Since the implosion of web3, the raising of interest rates, and layoffs in FANGs, the tech world has been searching for a new bright spot and has, for now, seized on generative AI.
AI hype -— ever since the coining of the phrase in the 1950’s -— has always of a very unmoored, fantastical variety. There’s no shortage of that this time. As a pundit, you can make up any story about what AI will or won’t be able to do — divorced from any techncial understanding — and, hey, you might as well be right. In product discussions in tech companies, when pitching a feature, including AI can just be a deus ex machina to solve whatever problems the user has – as far as user journeys and mocks go, you can just add a “and then AI happens” slide. It’s hard to cut through it all.

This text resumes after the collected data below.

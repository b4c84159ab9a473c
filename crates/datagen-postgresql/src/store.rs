//! PostgreSQL implementations of the store traits.

use crate::args::PostgreSQLConnectionArgs;
use crate::error::PostgreSQLStoreError;
use crate::insert;
use async_trait::async_trait;
use datagen_core::{
    AccountsStore, LogisticsStore, NewCustomer, NewOrder, NewShipment, NewTransaction,
    NewWarehouse, RetailStore, SettingRow, StoreError, StoreKind, Stores,
};
use tokio::task::JoinHandle;
use tokio_postgres::{Client, NoTls};
use tracing::{debug, error, info};

/// One open connection.
///
/// tokio-postgres runs every statement in autocommit mode unless a
/// transaction is opened explicitly, which is the mode the generator
/// expects. Dropping the store closes the connection; [`Self::close`]
/// also waits for the connection task to finish.
pub struct PostgreSQLStore {
    kind: StoreKind,
    client: Client,
    connection: JoinHandle<()>,
}

impl PostgreSQLStore {
    /// Connect to one database and check that it answers.
    pub async fn connect(
        kind: StoreKind,
        connection_string: &str,
    ) -> Result<Self, PostgreSQLStoreError> {
        let (client, connection) = tokio_postgres::connect(connection_string, NoTls)
            .await
            .map_err(|source| PostgreSQLStoreError::Connect { store: kind, source })?;

        // Spawn the connection task
        let connection = tokio::spawn(async move {
            if let Err(e) = connection.await {
                error!("PostgreSQL connection error ({}): {}", kind, e);
            }
        });

        // Test connection
        client
            .simple_query("SELECT 1")
            .await
            .map_err(|source| PostgreSQLStoreError::Connect { store: kind, source })?;

        info!("Connected to {} database (autocommit)", kind);

        Ok(Self {
            kind,
            client,
            connection,
        })
    }

    pub fn kind(&self) -> StoreKind {
        self.kind
    }

    /// Close the connection and wait for its task to exit.
    pub async fn close(self) {
        let Self {
            kind,
            client,
            connection,
        } = self;
        drop(client);
        if let Err(e) = connection.await {
            error!("PostgreSQL connection task ({}) failed: {}", kind, e);
        }
        debug!("Closed {} database connection", kind);
    }

    fn wrap(&self, e: PostgreSQLStoreError) -> StoreError {
        e.into_store_error(self.kind)
    }

    /// Run `insert_names` for every name inside one transaction.
    async fn insert_names_in_transaction(
        &mut self,
        sql: &str,
        names: &[&str],
    ) -> Result<u64, PostgreSQLStoreError> {
        let transaction = self.client.transaction().await?;
        let inserted = insert::insert_names(&transaction, sql, names).await?;
        transaction.commit().await?;
        Ok(inserted)
    }
}

/// Retail database: settings, customers, orders.
pub struct PostgreSQLRetail(pub PostgreSQLStore);

/// Logistics database: cities, warehouses, shipments.
pub struct PostgreSQLLogistics(pub PostgreSQLStore);

/// Accounts database: payment methods, transactions.
pub struct PostgreSQLAccounts(pub PostgreSQLStore);

/// The three PostgreSQL stores of one run.
pub type PostgreSQLStores = Stores<PostgreSQLRetail, PostgreSQLLogistics, PostgreSQLAccounts>;

/// Open the three connections, one after the other.
///
/// If a later connection fails, the ones already open are dropped and
/// therefore closed before the error is returned.
pub async fn connect_all(
    args: &PostgreSQLConnectionArgs,
) -> Result<PostgreSQLStores, PostgreSQLStoreError> {
    info!("Connecting to retail, logistics and accounts databases...");
    let retail = PostgreSQLStore::connect(StoreKind::Retail, &args.retail_connection_string).await?;
    let logistics =
        PostgreSQLStore::connect(StoreKind::Logistics, &args.logistics_connection_string).await?;
    let accounts =
        PostgreSQLStore::connect(StoreKind::Accounts, &args.accounts_connection_string).await?;

    Ok(Stores::new(
        PostgreSQLRetail(retail),
        PostgreSQLLogistics(logistics),
        PostgreSQLAccounts(accounts),
    ))
}

/// Close all three connections.
pub async fn close_all(stores: PostgreSQLStores) {
    let Stores {
        retail,
        logistics,
        accounts,
    } = stores;
    retail.0.close().await;
    logistics.0.close().await;
    accounts.0.close().await;
    info!("All database connections closed");
}

#[async_trait]
impl RetailStore for PostgreSQLRetail {
    async fn load_settings(&mut self) -> Result<Vec<SettingRow>, StoreError> {
        insert::select_settings(&self.0.client)
            .await
            .map_err(|e| self.0.wrap(e))
    }

    async fn insert_customers(
        &mut self,
        customers: &[NewCustomer],
    ) -> Result<Vec<i64>, StoreError> {
        let result: Result<Vec<i64>, PostgreSQLStoreError> = async {
            let transaction = self.0.client.transaction().await?;
            let mut ids = Vec::with_capacity(customers.len());
            for customer in customers {
                ids.push(insert::insert_customer(&transaction, customer).await?);
            }
            transaction.commit().await?;
            Ok(ids)
        }
        .await;
        result.map_err(|e| self.0.wrap(e))
    }

    async fn customer_ids(&mut self) -> Result<Vec<i64>, StoreError> {
        insert::select_ids(&self.0.client, insert::SELECT_CUSTOMER_IDS)
            .await
            .map_err(|e| self.0.wrap(e))
    }

    async fn insert_order(&mut self, order: &NewOrder) -> Result<Option<i64>, StoreError> {
        insert::insert_order(&self.0.client, order)
            .await
            .map_err(|e| self.0.wrap(e))
    }
}

#[async_trait]
impl LogisticsStore for PostgreSQLLogistics {
    async fn insert_cities(&mut self, names: &[&str]) -> Result<u64, StoreError> {
        let result = self
            .0
            .insert_names_in_transaction(insert::INSERT_CITY, names)
            .await;
        result.map_err(|e| self.0.wrap(e))
    }

    async fn insert_warehouses(
        &mut self,
        warehouses: &[NewWarehouse],
    ) -> Result<Vec<i64>, StoreError> {
        let result: Result<Vec<i64>, PostgreSQLStoreError> = async {
            let transaction = self.0.client.transaction().await?;
            let mut ids = Vec::with_capacity(warehouses.len());
            for warehouse in warehouses {
                ids.push(insert::insert_warehouse(&transaction, warehouse).await?);
            }
            transaction.commit().await?;
            Ok(ids)
        }
        .await;
        result.map_err(|e| self.0.wrap(e))
    }

    async fn warehouse_ids(&mut self) -> Result<Vec<i64>, StoreError> {
        insert::select_ids(&self.0.client, insert::SELECT_WAREHOUSE_IDS)
            .await
            .map_err(|e| self.0.wrap(e))
    }

    async fn insert_shipment(&mut self, shipment: &NewShipment) -> Result<(), StoreError> {
        insert::insert_shipment(&self.0.client, shipment)
            .await
            .map(|_| ())
            .map_err(|e| self.0.wrap(e))
    }
}

#[async_trait]
impl AccountsStore for PostgreSQLAccounts {
    async fn insert_payment_methods(&mut self, names: &[&str]) -> Result<u64, StoreError> {
        let result = self
            .0
            .insert_names_in_transaction(insert::INSERT_PAYMENT_METHOD, names)
            .await;
        result.map_err(|e| self.0.wrap(e))
    }

    async fn insert_transaction(
        &mut self,
        transaction: &NewTransaction,
    ) -> Result<(), StoreError> {
        insert::insert_transaction(&self.0.client, transaction)
            .await
            .map(|_| ())
            .map_err(|e| self.0.wrap(e))
    }
}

Yet, in these past few months, in tech circles, there has been a near unanimous sense of having witnessed something akin to the iPhone launch, the moon landing, or the first A-bomb, depending on who you talk to.
The inciting moment in this current wave was the launch of ChatGPT late last year —— we’d been hearing about generative AI for a long time, but this was the first time most people got to actually use one firsthand.
So I – and most people I know now – use it just about every day. I have a fraught relationship with it. I send my boss a spec I labored over researching for hours, and he gets back to immediately with “oh, I found one issue — ChatGPT says we should also support X.” I quibble with him and supply some nuanced reason on why I didn’t purposefully didn’t include that, then mutter under my breath “Well, if you love ChatGPT so much, why don’t you marry it?” Then, after some time, I turn to ChatGPT and ask “Did you really tell him that?”
The iPhone comparison is probably the most apt one — the iPhone, like ChatGPT, was just a skillful combination of existing, well-understood technologies in a nice package. But it feels like magic.
This feeling of magic, though exciting, is also disconcerting -— tech shouldn’t feel like magic. It should be understandable, at least to tech people! The feeling of a piece of everyday tech being inscruitible should be reserved for the elderly and Chrissy Teigen, right? Yet many of us who considered ourselves fairly technical and even took courses in things like machine learning and NLP feel strangely confused and left behind.
A great preoccupation of mine in the past few months — for my own sanity and sense of ontological security and, apparently some day, job security — has been trying to strip away that magic. I want to share a bit of my own journey and early conclusions navigating this.
STRIPPING AWAY THE MAGIC
Jailbreaks: The first step for me, as I imagine it was for many, was to start throwing curveballs at ChatGPT, testing its limits — giving it ridiculous creative challenges or trying to trick it out of its tendancy to politely decline certain tasks. After many hours of giving it increasingly outlandish requests and trying to psychoanalyze it like you’re Oliver Sacks, you’re left with a vague sense of it being some kind of alien intellgience — like the ones in Arrivial.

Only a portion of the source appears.